Lord of the Flies Chapters 12 Summary & Quotes

Instructor: Katherine Garner

Katie teaches middle school English/Language Arts and has a master's degree in Secondary English Education

This lesson contains a summary of the final chapter of William Golding's 1954 classic novel Lord of the Flies as well as several of the most significant quotes from the chapter and a short quiz to test your comprehension.

Ralph Stands Alone

At the end of chapter 11, Ralph is completely alone on his side of the conflict because Piggy was killed and Jack captured Sam and Eric and forced them to switch over to his side. He runs into the woods, crying and fearful that Jack and his group will come after him.

At the beginning of chapter 12, Ralph is still in the woods and devastated by how completely the boys and the island have changed since they arrived. At the beginning they tried to hold on to the customs and rules of civilized society but, under Jack's leadership, everyone but Ralph has gotten sucked in to a world of violence, chaos, and savagery.

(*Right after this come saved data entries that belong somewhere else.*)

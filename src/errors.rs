/*!
 * Error types for the xliffedit application.
 *
 * This module contains custom error types for different parts of the application,
 * using the thiserror crate for ergonomic error definitions.
 */

// Allow dead code - error types are for library consumers
#![allow(dead_code)]

use thiserror::Error;

/// Errors that can occur when loading, mutating, or saving a bilingual document
#[derive(Error, Debug)]
pub enum DocumentError {
    /// Input exceeds the configured size cap, rejected before parsing
    #[error("File too large: {size} bytes (max: {max} bytes)")]
    FileTooLarge {
        /// Actual size of the offered input
        size: u64,
        /// Configured maximum
        max: u64,
    },

    /// The document could not be parsed, or exceeded a defensive parse limit
    #[error("Malformed document: {0}")]
    Malformed(String),

    /// A filesystem operation failed; the original file is left untouched
    #[error("I/O failure: {0}")]
    Io(String),
}

/// Errors that can occur when talking to a spelling backend
#[derive(Error, Debug)]
pub enum SpellingError {
    /// Error when making a request to the backend fails
    #[error("Spelling request failed: {0}")]
    RequestFailed(String),

    /// Error when parsing a backend response fails
    #[error("Failed to parse spelling response: {0}")]
    ParseError(String),

    /// Error returned by the backend itself
    #[error("Spelling backend responded with error: {status_code} - {message}")]
    ApiError {
        /// HTTP status code
        status_code: u16,
        /// Error message from the backend
        message: String,
    },

    /// The backend did not answer within the allowed time
    #[error("Spelling backend timed out: {0}")]
    Timeout(String),

    /// The supplied language code is not usable for spell checking
    #[error("Invalid language code: {0}")]
    InvalidLanguage(String),
}

/// Main application error type that wraps all other errors
#[derive(Error, Debug)]
pub enum AppError {
    /// Error from a document operation
    #[error("Document error: {0}")]
    Document(#[from] DocumentError),

    /// Error from the spelling backend
    #[error("Spelling error: {0}")]
    Spelling(#[from] SpellingError),

    /// Error from a file operation
    #[error("File error: {0}")]
    File(String),

    /// Any other error
    #[error("Unknown error: {0}")]
    Unknown(String),
}

// Utility functions for error conversion
impl From<anyhow::Error> for AppError {
    fn from(error: anyhow::Error) -> Self {
        Self::Unknown(error.to_string())
    }
}

impl From<std::io::Error> for AppError {
    fn from(error: std::io::Error) -> Self {
        Self::File(error.to_string())
    }
}
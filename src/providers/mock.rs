/*!
 * Mock spelling backend for testing.
 *
 * This module provides mock backends that simulate different behaviors:
 * - `MockSpeller::clean()` - always succeeds, reports nothing
 * - `MockSpeller::flagging(...)` - reports configured misspellings found in the text
 * - `MockSpeller::failing()` - always fails with an error
 * - `MockSpeller::slow(...)` - delays before answering (for timeout testing)
 */

use async_trait::async_trait;
use std::sync::Arc;
use std::sync::atomic::{AtomicUsize, Ordering};

use crate::errors::SpellingError;
use crate::providers::{Misspelling, SpellingProvider};

/// Behavior mode for the mock speller
#[derive(Debug, Clone, Copy, PartialEq)]
pub enum MockBehavior {
    /// Always succeeds with no findings
    Clean,
    /// Reports the configured misspellings that occur in the text
    Flagging,
    /// Always fails with an error
    Failing,
    /// Simulates a slow backend (for timeout testing)
    Slow {
        /// Delay before answering, in milliseconds
        delay_ms: u64,
    },
}

/// Mock spelling backend for testing QA behavior
#[derive(Debug)]
pub struct MockSpeller {
    /// Behavior mode
    behavior: MockBehavior,
    /// Misspellings to report in Flagging mode
    misspellings: Vec<Misspelling>,
    /// Number of check calls made
    call_count: Arc<AtomicUsize>,
}

impl MockSpeller {
    /// Create a new mock with the specified behavior
    pub fn new(behavior: MockBehavior) -> Self {
        MockSpeller {
            behavior,
            misspellings: Vec::new(),
            call_count: Arc::new(AtomicUsize::new(0)),
        }
    }

    /// Create a mock that reports nothing
    pub fn clean() -> Self {
        Self::new(MockBehavior::Clean)
    }

    /// Create a mock that reports the given misspellings when their words
    /// occur in the checked text
    pub fn flagging(misspellings: Vec<Misspelling>) -> Self {
        MockSpeller {
            behavior: MockBehavior::Flagging,
            misspellings,
            call_count: Arc::new(AtomicUsize::new(0)),
        }
    }

    /// Create a mock that always errors
    pub fn failing() -> Self {
        Self::new(MockBehavior::Failing)
    }

    /// Create a mock that sleeps before answering
    pub fn slow(delay_ms: u64) -> Self {
        Self::new(MockBehavior::Slow { delay_ms })
    }

    /// Number of check calls made against this mock
    pub fn call_count(&self) -> usize {
        self.call_count.load(Ordering::SeqCst)
    }
}

impl Clone for MockSpeller {
    fn clone(&self) -> Self {
        MockSpeller {
            behavior: self.behavior,
            misspellings: self.misspellings.clone(),
            call_count: Arc::clone(&self.call_count),
        }
    }
}

#[async_trait]
impl SpellingProvider for MockSpeller {
    async fn check(&self, text: &str, _language: &str) -> Result<Vec<Misspelling>, SpellingError> {
        self.call_count.fetch_add(1, Ordering::SeqCst);

        match self.behavior {
            MockBehavior::Clean => Ok(Vec::new()),

            MockBehavior::Flagging => Ok(self
                .misspellings
                .iter()
                .filter(|m| text.contains(&m.word))
                .cloned()
                .collect()),

            MockBehavior::Failing => Err(SpellingError::RequestFailed(
                "Simulated spelling backend failure".to_string(),
            )),

            MockBehavior::Slow { delay_ms } => {
                tokio::time::sleep(tokio::time::Duration::from_millis(delay_ms)).await;
                Ok(Vec::new())
            }
        }
    }

    async fn test_connection(&self) -> Result<(), SpellingError> {
        match self.behavior {
            MockBehavior::Failing => Err(SpellingError::RequestFailed(
                "Simulated spelling backend failure".to_string(),
            )),
            _ => Ok(()),
        }
    }
}
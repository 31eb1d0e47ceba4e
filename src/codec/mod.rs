/*!
 * Segment codec: converts mixed-content segment elements to and from a
 * flat, human-editable placeholder text form.
 *
 * # Architecture
 *
 * - `walker`: linearizes an element into clean text, tagged text, and a
 *   tag catalog (the read direction)
 * - `tokens`: total tokenizer for edited placeholder text
 * - `validator`: checks a token stream against the captured catalog
 * - `rebuilder`: materializes a new element subtree from validated tokens
 *
 * Read path: walker -> caller. Write path: tokens -> validator ->
 * rebuilder -> document store.
 */

pub mod rebuilder;
pub mod tokens;
pub mod validator;
pub mod walker;

// Re-export main types
pub use rebuilder::rebuild;
pub use tokens::{Token, contains_placeholder, decode, encode, top_level_order};
pub use validator::{TagValidation, validate};
pub use walker::{InlineTagKind, TagCatalog, TagTemplate, WalkedSegment, walk_segment};
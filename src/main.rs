// Module-specific lints configuration
#![allow(clippy::uninlined_format_args)]

use std::io::Write;
use std::path::PathBuf;

use anyhow::{Context, Result, anyhow};
use clap::{Parser, Subcommand, ValueEnum};
use log::{Level, LevelFilter, Log, Metadata, Record, SetLoggerError, info, warn};

use crate::app_config::{Config, LogLevel};
use crate::document_store::{ConfirmationLevel, XliffDocument};
use crate::providers::languagetool::LanguageTool;
use crate::qa::{CheckKind, Glossary, QaService};

mod app_config;
mod codec;
mod document_store;
mod errors;
mod language_utils;
mod providers;
mod qa;
mod xml_tree;

/// CLI Wrapper for LogLevel to implement ValueEnum
#[derive(Debug, Clone, ValueEnum)]
enum CliLogLevel {
    Error,
    Warn,
    Info,
    Debug,
    Trace,
}

impl From<CliLogLevel> for LogLevel {
    fn from(cli_level: CliLogLevel) -> Self {
        match cli_level {
            CliLogLevel::Error => LogLevel::Error,
            CliLogLevel::Warn => LogLevel::Warn,
            CliLogLevel::Info => LogLevel::Info,
            CliLogLevel::Debug => LogLevel::Debug,
            CliLogLevel::Trace => LogLevel::Trace,
        }
    }
}

#[derive(Subcommand, Debug)]
enum Commands {
    /// List every segment in the document
    Extract {
        /// Path to the document
        file: PathBuf,

        /// Emit segments as JSON instead of a table
        #[arg(long)]
        json: bool,
    },

    /// Show document statistics (languages, status counts, locks)
    Stats {
        /// Path to the document
        file: PathBuf,
    },

    /// Run QA checks over all segments
    Qa {
        /// Path to the document
        file: PathBuf,

        /// Comma-separated subset of checks to run
        #[arg(long, value_delimiter = ',')]
        checks: Option<Vec<String>>,

        /// Glossary JSON file for the terminology check
        #[arg(long)]
        glossary: Option<PathBuf>,

        /// Include the spelling check (requires a reachable backend)
        #[arg(long)]
        spelling: bool,

        /// Language code for spell checking (defaults to the document's
        /// target language)
        #[arg(long)]
        language: Option<String>,
    },

    /// Update one segment's target text
    Update {
        /// Path to the document
        file: PathBuf,

        /// Segment id to update
        segment_id: String,

        /// New target text (with tag placeholders where required)
        text: String,

        /// Replace the target with plain text, discarding inline tags
        #[arg(long)]
        discard_tags: bool,

        /// Write the result to a different file instead of in place
        #[arg(short, long)]
        output: Option<PathBuf>,
    },

    /// Set one segment's confirmation level without changing its text
    SetStatus {
        /// Path to the document
        file: PathBuf,

        /// Segment id to update
        segment_id: String,

        /// One of: Draft, Translated, RejectedTranslation,
        /// ApprovedTranslation, RejectedSignOff, ApprovedSignOff
        status: String,
    },
}

/// xliffedit - segment-level editing and QA for bilingual XLIFF documents
#[derive(Parser, Debug)]
#[command(name = "xliffedit")]
#[command(version = "1.0.0")]
#[command(about = "Segment-level editing and QA for bilingual XLIFF documents")]
#[command(long_about = "xliffedit reads bilingual XLIFF documents, exposes their segments for \
editing with inline tags represented as {id}...{/id} placeholders, validates edited text against \
the original tag inventory, and runs deterministic QA checks.

EXAMPLES:
    xliffedit extract job.sdlxliff                   # List all segments
    xliffedit extract --json job.sdlxliff            # Same, as JSON
    xliffedit stats job.sdlxliff                     # Status counts
    xliffedit qa job.sdlxliff                        # Default QA checks
    xliffedit qa --checks numbers,brackets job.sdlxliff
    xliffedit qa --spelling --language de-DE job.sdlxliff
    xliffedit update job.sdlxliff 42 '{5}Acme{/5} Meetings'
    xliffedit set-status job.sdlxliff 42 ApprovedTranslation

CONFIGURATION:
    Configuration is stored in conf.json by default. You can specify a
    different config file with --config. Missing files fall back to
    defaults.")]
struct CommandLineOptions {
    #[command(subcommand)]
    command: Commands,

    /// Configuration file path
    #[arg(short, long, default_value = "conf.json")]
    config_path: String,

    /// Set logging level
    #[arg(short, long, value_enum)]
    log_level: Option<CliLogLevel>,
}

/// Custom logger writing timestamped, colored lines to stderr
struct CustomLogger {
    level: LevelFilter,
}

impl CustomLogger {
    fn new(level: LevelFilter) -> Self {
        CustomLogger { level }
    }

    fn init(level: LevelFilter) -> Result<(), SetLoggerError> {
        let logger = Box::new(CustomLogger::new(level));
        log::set_boxed_logger(logger)?;
        log::set_max_level(level);
        Ok(())
    }

    fn color_code(level: Level) -> &'static str {
        match level {
            Level::Error => "\x1B[1;31m",
            Level::Warn => "\x1B[1;33m",
            Level::Info => "\x1B[1;32m",
            Level::Debug => "\x1B[1;36m",
            Level::Trace => "\x1B[1;35m",
        }
    }
}

impl Log for CustomLogger {
    fn enabled(&self, metadata: &Metadata) -> bool {
        metadata.level() <= self.level
    }

    fn log(&self, record: &Record) {
        if self.enabled(record.metadata()) {
            let now = chrono::Local::now().format("%H:%M:%S%.3f");
            let mut stderr = std::io::stderr();
            let _ = writeln!(
                stderr,
                "{}{} {} {}\x1B[0m",
                Self::color_code(record.level()),
                now,
                record.level(),
                record.args()
            );
        }
    }

    fn flush(&self) {}
}

#[tokio::main]
async fn main() -> Result<()> {
    let options = CommandLineOptions::parse();

    let mut config = Config::from_file_or_default(&options.config_path)?;
    if let Some(cli_level) = options.log_level {
        config.log_level = cli_level.into();
    }
    CustomLogger::init(config.log_level.to_level_filter())
        .map_err(|e| anyhow!("Failed to initialize logger: {}", e))?;

    match options.command {
        Commands::Extract { file, json } => run_extract(&config, &file, json),
        Commands::Stats { file } => run_stats(&config, &file),
        Commands::Qa {
            file,
            checks,
            glossary,
            spelling,
            language,
        } => run_qa(&config, &file, checks, glossary, spelling, language).await,
        Commands::Update {
            file,
            segment_id,
            text,
            discard_tags,
            output,
        } => run_update(&config, &file, &segment_id, &text, discard_tags, output),
        Commands::SetStatus {
            file,
            segment_id,
            status,
        } => run_set_status(&config, &file, &segment_id, &status),
    }
}

fn open_document(config: &Config, file: &PathBuf) -> Result<XliffDocument> {
    let document = XliffDocument::open_with_limits(file, config.limits())
        .with_context(|| format!("Failed to open {}", file.display()))?;
    Ok(document.with_backup_on_save(config.backup_on_save))
}

fn run_extract(config: &Config, file: &PathBuf, json: bool) -> Result<()> {
    let mut document = open_document(config, file)?;
    let segments = document.extract_all();

    if json {
        println!("{}", serde_json::to_string_pretty(&segments)?);
        return Ok(());
    }

    for segment in &segments {
        let status = segment
            .status
            .map(|s| s.to_string())
            .unwrap_or_else(|| "-".to_string());
        let lock_marker = if segment.locked { " [locked]" } else { "" };
        println!(
            "{} ({}){}: {} => {}",
            segment.segment_id, status, lock_marker, segment.source_tagged, segment.target_tagged
        );
    }
    info!("{} segment(s)", segments.len());
    Ok(())
}

fn run_stats(config: &Config, file: &PathBuf) -> Result<()> {
    let document = open_document(config, file)?;
    let stats = document.statistics();
    println!("{}", serde_json::to_string_pretty(&stats)?);
    Ok(())
}

async fn run_qa(
    config: &Config,
    file: &PathBuf,
    checks: Option<Vec<String>>,
    glossary_path: Option<PathBuf>,
    spelling: bool,
    language: Option<String>,
) -> Result<()> {
    let mut document = open_document(config, file)?;
    let segments = document.extract_all();

    let mut qa_config = config.qa.clone();
    if let Some(names) = checks {
        let mut selected = Vec::new();
        for name in names {
            selected.push(name.trim().parse::<CheckKind>()?);
        }
        qa_config.checks = selected;
    }
    if spelling && !qa_config.checks.contains(&CheckKind::Spelling) {
        qa_config.checks.push(CheckKind::Spelling);
    }

    let mut service = QaService::with_config(qa_config);
    if let Some(path) = glossary_path {
        service = service.with_glossary(Glossary::from_json_file(&path)?);
    }

    let report = if spelling {
        let code = language
            .or_else(|| config.spelling.language.clone())
            .or_else(|| document.metadata().target_language)
            .ok_or_else(|| {
                anyhow!("No language for spell checking: pass --language or set one in config")
            })?;
        let code = language_utils::normalize_spelling_language(&code)?;
        let backend = LanguageTool::new(config.spelling.endpoint.clone());
        service
            .run_checks_with_spelling(&segments, &backend, &code)
            .await
    } else {
        service.run_checks(&segments)
    };

    println!("{}", serde_json::to_string_pretty(&report)?);
    if report.segments_with_issues > 0 {
        warn!("{}", report.summary_line());
    } else {
        info!("{}", report.summary_line());
    }
    Ok(())
}

fn run_update(
    config: &Config,
    file: &PathBuf,
    segment_id: &str,
    text: &str,
    discard_tags: bool,
    output: Option<PathBuf>,
) -> Result<()> {
    let mut document = open_document(config, file)?;

    let outcome = document.update_segment(segment_id, text, !discard_tags);
    for warning in &outcome.warnings {
        warn!("{}", warning);
    }

    if !outcome.succeeded() {
        return Err(anyhow!("{}", outcome.message));
    }

    document.save(output.as_deref())?;
    info!("{}", outcome.message);
    Ok(())
}

fn run_set_status(config: &Config, file: &PathBuf, segment_id: &str, status: &str) -> Result<()> {
    let level: ConfirmationLevel = status.parse()?;
    let mut document = open_document(config, file)?;

    if !document.set_segment_status(segment_id, level) {
        return Err(anyhow!("Segment '{}' not found", segment_id));
    }

    document.save(None)?;
    info!("Set segment '{}' to {}", segment_id, level);
    Ok(())
}
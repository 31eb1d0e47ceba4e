/*!
 * Cross-segment consistency check for repeated source text.
 *
 * Segments marked as repetitions of the same source should generally be
 * translated identically. Non-empty targets are grouped by exact string;
 * when more than one distinct target exists, every segment not matching
 * the majority target is flagged.
 */

use std::collections::HashMap;

use crate::document_store::Segment;
use crate::qa::checks::excerpt;
use crate::qa::service::{CheckKind, QaIssue, Severity};

/// Check segments marked as repetitions for inconsistent translations.
///
/// May flag intentional variation in rare cases; issues are warnings.
pub fn check_inconsistent_repetitions(segments: &[Segment]) -> Vec<QaIssue> {
    let mut issues = Vec::new();

    // Group repeated segments by source text, preserving first-seen order
    let mut group_order: Vec<&str> = Vec::new();
    let mut groups: HashMap<&str, Vec<&Segment>> = HashMap::new();
    for segment in segments {
        if segment.repetitions > 1 && !segment.source.is_empty() {
            let entry = groups.entry(segment.source.as_str()).or_default();
            if entry.is_empty() {
                group_order.push(segment.source.as_str());
            }
            entry.push(segment);
        }
    }

    for source in group_order {
        let group = &groups[source];
        if group.len() < 2 {
            continue;
        }

        // Distinct non-empty targets, in first-seen order
        let mut target_order: Vec<&str> = Vec::new();
        let mut targets: HashMap<&str, Vec<&str>> = HashMap::new();
        for segment in group {
            if segment.target.is_empty() {
                continue;
            }
            let entry = targets.entry(segment.target.as_str()).or_default();
            if entry.is_empty() {
                target_order.push(segment.target.as_str());
            }
            entry.push(segment.segment_id.as_str());
        }

        if targets.len() < 2 {
            continue;
        }

        // Majority target wins; ties break on first appearance
        let mut ranked: Vec<(&str, &Vec<&str>)> =
            target_order.iter().map(|t| (*t, &targets[t])).collect();
        ranked.sort_by(|a, b| b.1.len().cmp(&a.1.len()));
        let (_, majority_ids) = ranked[0];

        for (target, segment_ids) in ranked.iter().skip(1) {
            for segment_id in segment_ids.iter() {
                issues.push(QaIssue {
                    segment_id: segment_id.to_string(),
                    check: CheckKind::InconsistentRepetitions,
                    severity: Severity::Warning,
                    message: format!(
                        "Repetition has different translation than {} other segment(s) with same source",
                        majority_ids.len()
                    ),
                    source_excerpt: excerpt(source, 50, false),
                    target_excerpt: excerpt(target, 50, false),
                });
            }
        }
    }

    issues
}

As Ralph is thinking about this, he sees the skull of the first wild pig that Jack and his group killed several chapters earlier, the skull that they had mounted on a stick and was referred to as the 'Lord of the Flies.' He thinks about how this skull, bleached white, is the same color as the conch that was shattered. This is significant because the skull was a symbol of savagery and the conch was a symbol of order and civilization. With the conch shattered and the skull remaining, it is clear that savagery has won. In the distance, he can hear the warrior chant of Jack's tribe, ''Kill the beast! Cut his throat! Spill his blood!''

Ralph goes back to Castle Rock at night to try to talk to Sam and Eric. They are guarding the entrance. Ralph begs them to join him again but they refuse, saying, ''You don't know Roger. He's a terror…and the chief--they're both--terrors.'' Sam and Eric are clearly terrified of their captors in the short amount of time they have been with them. They offer him food and warn him that Jack is planning to search the woods for him and that ''Roger sharpened a stick at both ends'' but they offer no more. Ralph leaves to get a head start in hiding from the tribe and falls asleep.

Jack's Tribe Hunts Ralph

The next morning, Ralph wakes up and can hear Jack demanding that Sam and Eric tell him where Ralph is. The whole tribe is searching the island for him and soon he hears some of the boys get closer. Ralph is able to stave them off for a while because the thicket is so dense, but soon he smells smoke and understands what is happening: Jack has set the woods on fire in order to smoke Ralph out. He runs and runs, chased by a pack of boys who have spears and painted faces like warriors, until he finally reaches the beach.

Forest Fire
Forest Fire

Finally Rescued

Although Jack's tribe is close behind Ralph when he reaches the beach, they do not catch him; there is a visitor on the island. Ralph looks up to find a naval officer standing near him and watching the chase take place. The rest of Jack's tribe approaches the beach. As it turns out, Jack's fire had created enough smoke to catch the attention of a ship. This event is an example of irony, or a situation that is the opposite of what you would expect, because throughout the whole novel it was Ralph who cared so much about having a signal fire to attract rescuers, but it was Jack, trying to attack Ralph, who actually succeeded at this.